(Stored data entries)
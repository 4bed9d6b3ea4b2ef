//! Free-text car-spec parser.
//!
//! Extracts structured search hints (body, drive, engine, transmission,
//! gear count, price target, minimum power) from a user message, plus the
//! coarse "search-like" / "power" / "expensive" signals used for routing
//! and ranking. The first keyword family that matches wins.

use std::sync::LazyLock;

use regex::Regex;

use crate::phone::normalize_phone;
use crate::text::{collapse_digit_groups, has_any_word, matches_any, normalize};

/// Budget used when the user explicitly has no ceiling.
pub const UNLIMITED_BUDGET: u64 = 100_000_000;

/// Grouped or bare numbers outside this range are not read as prices.
const PLAIN_PRICE_MIN: u64 = 500_000;
const PLAIN_PRICE_MAX: u64 = 30_000_000;

/// Plausible horsepower range for "от 150" style mentions.
const POWER_MIN: u32 = 50;
const POWER_MAX: u32 = 800;

/// Minimum bare number accepted as a budget answer.
const BUDGET_FLOOR: f64 = 100_000.0;

const BODY_KEYWORDS: &[(&str, &[&str])] = &[
    ("кроссовер", &["кроссовер", "кросс", "suv", "внедорожник", "джип", "паркетник"]),
    ("седан", &["седан", "sedan"]),
    ("хэтчбек", &["хэтчбек", "хетчбек", "hatchback", "хетч"]),
    ("универсал", &["универсал", "wagon", "вагон"]),
    ("пикап", &["пикап", "pickup"]),
    ("купе", &["купе", "coupe"]),
    ("кабриолет", &["кабриолет", "cabriolet", "кабрио"]),
    ("лифтбек", &["лифтбек", "liftback"]),
    ("минивэн", &["минивэн", "minivan", "вэн"]),
];

const DRIVE_KEYWORDS: &[(&str, &[&str])] = &[
    ("4x4", &["полный привод", "полноприводн", "4x4", "4х4", "awd", "4wd", "полный", "полном"]),
    ("передний", &["передний привод", "переднеприводн", "передний", "переднем", "fwd"]),
    ("задний", &["задний привод", "заднеприводн", "задний", "заднем", "rwd"]),
];

const ENGINE_KEYWORDS: &[(&str, &[&str])] = &[
    ("бензин", &["бензин", "бензиновый"]),
    ("дизель", &["дизель", "дизельный", "солярк"]),
    ("гибрид", &["гибрид", "hybrid"]),
    ("электро", &["электро", "electric"]),
];

/// Engine aliases too short to match as substrings.
const ENGINE_WORDS: &[(&str, &[&str])] = &[("дизель", &["дт", "dt"]), ("электро", &["ev"])];

const TRANSMISSION_KEYWORDS: &[(&str, &[&str])] = &[
    ("мкпп", &["механик", "механическ", "мкпп", "ручка", "manual"]),
    ("акпп", &["автомат", "акпп", "automatic", "гидротрансформатор"]),
    ("вариатор", &["вариатор", "cvt", "бесступенчат"]),
    ("робот", &["робот", "dsg", "dct", "ркпп"]),
];

const APPROXIMATE_WORDS: &[&str] = &[
    "около", "примерно", "где-то", "где то", "порядка", "районе", "плюс минус", "+-", "~",
];

const SEARCH_PHRASES: &[&str] = &[
    "что есть",
    "что можете предложить",
    "подобрать",
    "подбери",
    "найди",
    "альтернатив",
    "варианты",
    "посоветуй",
    "какие есть",
    "в наличии",
    "хочу купить",
    "ищу машину",
    "нужна машина",
    "покажи",
];

const POWER_WORDS: &[&str] = &["мощн", "быстр", "динамич", "лошад", "сил", "спорт", "разгон"];

const EXPENSIVE_WORDS: &[&str] = &[
    "дорог",
    "дороже",
    "максимальная цена",
    "подороже",
    "самый дорогой",
    "топ комплектаци",
    "full",
    "фулл",
];

const BUDGET_SKIP_PHRASES: &[&str] = &[
    "неважно",
    "не важно",
    "любой",
    "любая",
    "пропусти",
    "далее",
    "без разницы",
    "потом",
    "не знаю",
];

static MILLIONS_RE: LazyLock<Regex> =
    LazyLock::new(|| Regex::new(r"(\d+(?:[.,]\d+)?)\s*(?:млн|миллион|лям)").expect("valid regex"));
static KK_RE: LazyLock<Regex> =
    LazyLock::new(|| Regex::new(r"(\d+(?:[.,]\d+)?)\s*кк").expect("valid regex"));
static GROUPED_NUMBER_RE: LazyLock<Regex> = LazyLock::new(|| {
    Regex::new(r"\b\d{1,3}(?:[ .]\d{3}){1,3}\b|\b\d{5,9}\b").expect("valid regex")
});
static GEARS_RE: LazyLock<Regex> =
    LazyLock::new(|| Regex::new(r"\b(\d{1,2})\s*-?\s*(?:ступ\p{L}*|ст)\b").expect("valid regex"));
static POWER_FROM_RE: LazyLock<Regex> =
    LazyLock::new(|| Regex::new(r"от\s*(\d{2,3})\b(\s*(?:тыс|т\.|млн|к\b))?").expect("valid regex"));
static POWER_UNIT_RE: LazyLock<Regex> = LazyLock::new(|| {
    Regex::new(r"\b(\d{2,3})\s*(?:л\.?\s?с|сил|hp|лошад)").expect("valid regex")
});
static NUMBER_RE: LazyLock<Regex> =
    LazyLock::new(|| Regex::new(r"\d+(?:[.,]\d+)?").expect("valid regex"));

/// Structured hints extracted from one message.
#[derive(Debug, Clone, Default, PartialEq)]
pub struct SpecHints {
    pub body: Option<&'static str>,
    pub drive: Option<&'static str>,
    pub engine_type: Option<&'static str>,
    pub transmission: Option<&'static str>,
    pub gears: Option<u8>,
    /// Price target in rubles.
    pub price: Option<u64>,
    /// The price was hedged ("около 3 млн").
    pub approximate: bool,
    pub power_min: Option<u32>,
}

impl SpecHints {
    /// Any structural filter present.
    pub fn has_filters(&self) -> bool {
        self.body.is_some()
            || self.drive.is_some()
            || self.engine_type.is_some()
            || self.transmission.is_some()
            || self.gears.is_some()
            || self.price.is_some()
            || self.power_min.is_some()
    }
}

/// Parse body, drive, engine, transmission, gears, price and power hints.
pub fn parse_specs(text: &str) -> SpecHints {
    let lower = normalize(text);

    SpecHints {
        body: first_family(&lower, BODY_KEYWORDS),
        drive: first_family(&lower, DRIVE_KEYWORDS),
        engine_type: first_family(&lower, ENGINE_KEYWORDS).or_else(|| {
            ENGINE_WORDS
                .iter()
                .find(|(_, words)| has_any_word(&lower, words))
                .map(|(name, _)| *name)
        }),
        transmission: first_family(&lower, TRANSMISSION_KEYWORDS),
        gears: GEARS_RE
            .captures(&lower)
            .and_then(|c| c[1].parse::<u8>().ok())
            .filter(|g| (2..=10).contains(g)),
        price: if normalize_phone(&lower).is_some() {
            None
        } else {
            parse_price(&lower)
        },
        approximate: matches_any(&lower, APPROXIMATE_WORDS),
        power_min: parse_power(&lower),
    }
}

fn first_family(lower: &str, families: &[(&'static str, &[&str])]) -> Option<&'static str> {
    families
        .iter()
        .find(|(_, keywords)| matches_any(lower, keywords))
        .map(|(name, _)| *name)
}

fn parse_decimal(raw: &str) -> Option<f64> {
    raw.replace(',', ".").parse::<f64>().ok()
}

fn parse_price(lower: &str) -> Option<u64> {
    for re in [&*MILLIONS_RE, &*KK_RE] {
        if let Some(value) = re.captures(lower).and_then(|c| parse_decimal(&c[1])) {
            return Some((value * 1_000_000.0).round() as u64);
        }
    }

    GROUPED_NUMBER_RE.find_iter(lower).find_map(|m| {
        let digits: String = m.as_str().chars().filter(char::is_ascii_digit).collect();
        digits
            .parse::<u64>()
            .ok()
            .filter(|v| (PLAIN_PRICE_MIN..=PLAIN_PRICE_MAX).contains(v))
    })
}

fn parse_power(lower: &str) -> Option<u32> {
    let plausible = |v: &u32| *v > POWER_MIN && *v < POWER_MAX;

    let from = POWER_FROM_RE
        .captures_iter(lower)
        .filter(|c| c.get(2).is_none())
        .filter_map(|c| c[1].parse::<u32>().ok())
        .find(plausible);
    if from.is_some() {
        return from;
    }

    POWER_UNIT_RE
        .captures_iter(lower)
        .filter_map(|c| c[1].parse::<u32>().ok())
        .find(plausible)
}

/// The message reads like a request to browse the catalog.
pub fn is_search_query(text: &str) -> bool {
    parse_specs(text).has_filters() || matches_any(&normalize(text), SEARCH_PHRASES)
}

/// The user asks for the most powerful options.
pub fn is_power_query(text: &str) -> bool {
    matches_any(&normalize(text), POWER_WORDS)
}

/// The user asks for the most expensive or best-equipped options.
pub fn is_expensive_query(text: &str) -> bool {
    matches_any(&normalize(text), EXPENSIVE_WORDS)
}

/// A reply to "up to what amount?".
#[derive(Debug, Clone, Copy, PartialEq, Eq)]
pub enum BudgetAnswer {
    Max(u64),
    /// "неважно", "без разницы", ...
    Unlimited,
}

impl BudgetAnswer {
    /// Value stored in the budget slot.
    pub fn ceiling(&self) -> u64 {
        match self {
            BudgetAnswer::Max(v) => *v,
            BudgetAnswer::Unlimited => UNLIMITED_BUDGET,
        }
    }
}

/// Parse a budget answer: "до 2.5 млн", "2 500 000 рублей", "неважно".
pub fn parse_budget(text: &str) -> Option<BudgetAnswer> {
    let lower = normalize(text);

    if let Some(value) = MILLIONS_RE
        .captures(&lower)
        .and_then(|c| parse_decimal(&c[1]))
    {
        return Some(BudgetAnswer::Max((value * 1_000_000.0).round() as u64));
    }

    let collapsed = collapse_digit_groups(&lower);
    let plain = NUMBER_RE
        .find_iter(&collapsed)
        .filter_map(|m| parse_decimal(m.as_str()))
        .find(|v| *v > BUDGET_FLOOR);
    if let Some(value) = plain {
        return Some(BudgetAnswer::Max(value.round() as u64));
    }

    if matches_any(&lower, BUDGET_SKIP_PHRASES) || has_any_word(&lower, &["нет"]) {
        return Some(BudgetAnswer::Unlimited);
    }
    None
}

▶ [Exercise]
What is needed is a word-for-word copy of the records above, from the first line through the line that contains "const DRIVE_KEYWORDS: &[(&str, &[&str])]".

▶ [Response to this task]
repository 4bed9d6b3ea4b2ef
//! Free-text car-spec parser.
//!
//! Extracts structured search hints (body, drive, engine, transmission,
//! gear count, price target, minimum power) from a user message, plus the
//! coarse "search-like" / "power" / "expensive" signals used for routing
//! and ranking. The first keyword family that matches wins.

use std::sync::LazyLock;

use regex::Regex;

use crate::phone::normalize_phone;
use crate::text::{collapse_digit_groups, has_any_word, matches_any, normalize};

/// Budget used when the user explicitly has no ceiling.
pub const UNLIMITED_BUDGET: u64 = 100_000_000;

/// Grouped or bare numbers outside this range are not read as prices.
const PLAIN_PRICE_MIN: u64 = 500_000;
const PLAIN_PRICE_MAX: u64 = 30_000_000;

/// Plausible horsepower range for "от 150" style mentions.
const POWER_MIN: u32 = 50;
const POWER_MAX: u32 = 800;

/// Minimum bare number accepted as a budget answer.
const BUDGET_FLOOR: f64 = 100_000.0;

const BODY_KEYWORDS: &[(&str, &[&str])] = &[
    ("кроссовер", &["кроссовер", "кросс", "suv", "внедорожник", "джип", "паркетник"]),
    ("седан", &["седан", "sedan"]),
    ("хэтчбек", &["хэтчбек", "хетчбек", "hatchback", "хетч"]),
    ("универсал", &["универсал", "wagon", "вагон"]),
    ("пикап", &["пикап", "pickup"]),
    ("купе", &["купе", "coupe"]),
    ("кабриолет", &["кабриолет", "cabriolet", "кабрио"]),
    ("лифтбек", &["лифтбек", "liftback"]),
    ("минивэн", &["минивэн", "minivan", "вэн"]),
];

const DRIVE_KEYWORDS: &[(&str, &[&str])] = &[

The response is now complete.